Migränepatienten probieren viel aus, um ihre Beschwerden in den Griff zu bekommen. In den USA hat ein Hersteller Ohrstöpsel auf den Markt gebracht, die den Kopfschmerz lindern sollen. Da ich selbst an Migräne leide, wollte ich die Earplugs testen. Mein Erfahrungsbericht.
Gerade Migräne-Patienten mit häufig wiederkehrenden Beschwerden wünschen sich arzneimittelfreie Alternativen. Auf diesen Zug ist Cirrus Healthcare, eine Firma aus den USA, jetzt aufgesprungen und verkauft Ohrstöpsel, die gegen Migräne wirken soll. Der Hersteller führte vor wenigen Tagen ein Interview mit dem amerikanischen Onlinemagazin MedGadget, in dem er erklärte, wie diese Ohrstöpsel funktionieren sollen.

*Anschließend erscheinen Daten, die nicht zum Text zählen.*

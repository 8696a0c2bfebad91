use crate::breeding::Context;
use crate::error::{GeneticError, Result};
use crate::fitness::FitnessValue;
use crate::gene::Gene;
use crate::individual::Individual;
use crate::population::Population;
use crate::rng::ThreadLocalRng;
use crate::selection::selector::{best_among_random, Selector};

/// Tournament selection built on [`best_among_random`].
///
/// Each tournament samples `tournament_size` distinct members and lets the
/// `winners` best of them through. Tournaments repeat until the requested number
/// of individuals has been gathered; the same member may win several times.
///
/// Parents default to one pool the size of the population, survivors to the
/// population's capacity hint (or its size when the hint is zero).
///
/// ```rust
/// use populus::selection::TournamentSelector;
///
/// let selector = TournamentSelector::new(2, 5).unwrap().with_pool_size(10);
/// assert_eq!(selector.tournament_size(), 5);
/// assert!(TournamentSelector::new(6, 5).is_err());
/// ```
#[cfg_attr(feature = "serde", derive(serde::Serialize, serde::Deserialize))]
#[cfg_attr(feature = "serde", serde(try_from = "TournamentFields"))]
#[derive(Debug, Clone)]
pub struct TournamentSelector {
    winners: usize,
    tournament_size: usize,
    pool_size: Option<usize>,
}

#[cfg(feature = "serde")]
#[derive(serde::Deserialize)]
struct TournamentFields {
    winners: usize,
    tournament_size: usize,
    pool_size: Option<usize>,
}

#[cfg(feature = "serde")]
impl TryFrom<TournamentFields> for TournamentSelector {
    type Error = GeneticError;

    fn try_from(fields: TournamentFields) -> Result<Self> {
        let selector = Self::new(fields.winners, fields.tournament_size)?;
        Ok(match fields.pool_size {
            Some(pool_size) => selector.with_pool_size(pool_size),
            None => selector,
        })
    }
}

impl TournamentSelector {
    pub fn new(winners: usize, tournament_size: usize) -> Result<Self> {
        if winners == 0 {
            return Err(GeneticError::Configuration(
                "A tournament must have at least one winner".to_string(),
            ));
        }
        if winners > tournament_size {
            return Err(GeneticError::Configuration(format!(
                "{winners} winners do not fit a tournament of {tournament_size}"
            )));
        }
        Ok(Self {
            winners,
            tournament_size,
            pool_size: None,
        })
    }

    /// Fixes the number of parents per generation.
    pub fn with_pool_size(mut self, pool_size: usize) -> Self {
        self.pool_size = Some(pool_size);
        self
    }

    pub fn winners(&self) -> usize {
        self.winners
    }

    pub fn tournament_size(&self) -> usize {
        self.tournament_size
    }

    fn gather<G: Gene, F: FitnessValue>(
        &self,
        population: &dyn Population<G, F>,
        count: usize,
    ) -> Result<Vec<Individual<G, F>>> {
        let mut rng = ThreadLocalRng::rng();
        let mut chosen = Vec::with_capacity(count);
        while chosen.len() < count {
            let winners =
                best_among_random(population, self.winners, self.tournament_size, &mut rng)?;
            let missing = count - chosen.len();
            chosen.extend(winners.into_iter().take(missing));
        }
        Ok(chosen)
    }
}

impl<G: Gene, F: FitnessValue> Selector<G, F> for TournamentSelector {
    fn parents(&self, context: &Context<'_, G, F>) -> Result<Vec<Individual<G, F>>> {
        let population = context.population();
        let count = self.pool_size.unwrap_or(population.len());
        self.gather(population, count)
    }

    fn survivors(&self, context: &Context<'_, G, F>) -> Result<Vec<Individual<G, F>>> {
        let population = context.population();
        let count = match population.capacity_hint() {
            0 => population.len(),
            hint => hint,
        };
        self.gather(population, count)
    }
}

MigraineX™-Ohrstöpsel (gesehen auf migrainex.net) Ausgangspunkt ist die vermeintlich erhöhte Migräneinzidenz bei Wetterveränderungen. Grant O'Connell von Cirrus Healthcare beschreibt sein Gadget als „druckregulierenden Ohrstöpsel speziell für das Mittelohr“. Per App erfassen User ihre Beschwerden und können diese mit Wetterdaten ihres Standorts abgleichen. Daraus ergeben sich individuelle Werte für Druckänderungen, weit bevor Kopfschmerzen eintreten. Per Push-Nachricht fordert die App dann Patienten auf, ihre Ohrstöpsel einzusetzen.
Mit Behauptungen ist das immer so eine Sache. Cirrus Healthcare nennt auf der Website keine einzige Studie. Auch bei Recherchen über clinicaltrials.gov, PubMed oder Google Scholar wurde ich nicht fündig. Auf der Umverpackung ist von einem „klinischen Test“ die Rede, Details bleiben im Dunkeln. Aus rein wissenschaftlicher Sicht bestehen ohnehin Zweifel am häufig genannten Wetterphänomen. Wissenschaftler des Instituts für Informationssysteme, Hochschule Hof, haben laut einem Bericht im „Ärzteblatt“ Daten von 6.000 Migräne-Patienten ausgewertet. Das ernüchternde Ergebnis: Nur bei rund vier Prozent triggerten Wetteränderungen die Beschwerden.
Professor Dr. Hans-Christoph Diener vom Uniklinikum Essen und von der Deutschen Gesellschaft für Neurologie (DGN) hat sich das Gadget ebenfalls angesehen. Er ist Koordinator der DGN-Leitlinie Migräne. „Das Ohr spielt in der Pathophysiologie keine Rolle", so Diener. Migräne bewertet er als „komplexe neurobiologische Erkrankung des Gehirns“. Gleichzeitig verweist der Experte auf methodische Defizite beim Ohrstöpsel: „Für Migraine-X gibt es keine sham-kontrollierten Studien.“ Bei diesem Design werden Interventionen und Scheininterventionen randomisiert miteinander verglichen. Derzeit spielt das Produkt in der evidenzbasierten neurologischen Therapie keine Rolle. Die DGN rät zur Akuttherapie und gegebenenfalls zur Prophylaxe anhand der Leitlinie.
Da auch ich etwa alle vier bis sechs Wochen unter Migräne leide, habe ich selbst die Probe aufs Exempel gemacht. Weder Amazon USA noch der Hersteller schicken das Gadget nach Deutschland. Über einen eBay-Store aus Großbritannien konnte ich MigraineX™ doch noch bekommen. Obwohl die zugehörige App keine charakteristischen Druckschwankungen meldete, bemerkte ich Symptome einer Migräne-Prodromalphase mit typischem Heißhunger auf Süßes. Zu diesem Zeitpunkt wurde der Ohrstöpsel zum Druckausgleich eingesetzt, brachte aber keine Linderung. Am nächsten Morgen traten die typischen Kopfschmerzen auf, wobei die Einnahme von Sumatriptan 50 mg nach einer Stunde die Beschwerden deutlich lindern konnte. Auch im Selbstversuch fallen die Earplugs also durch.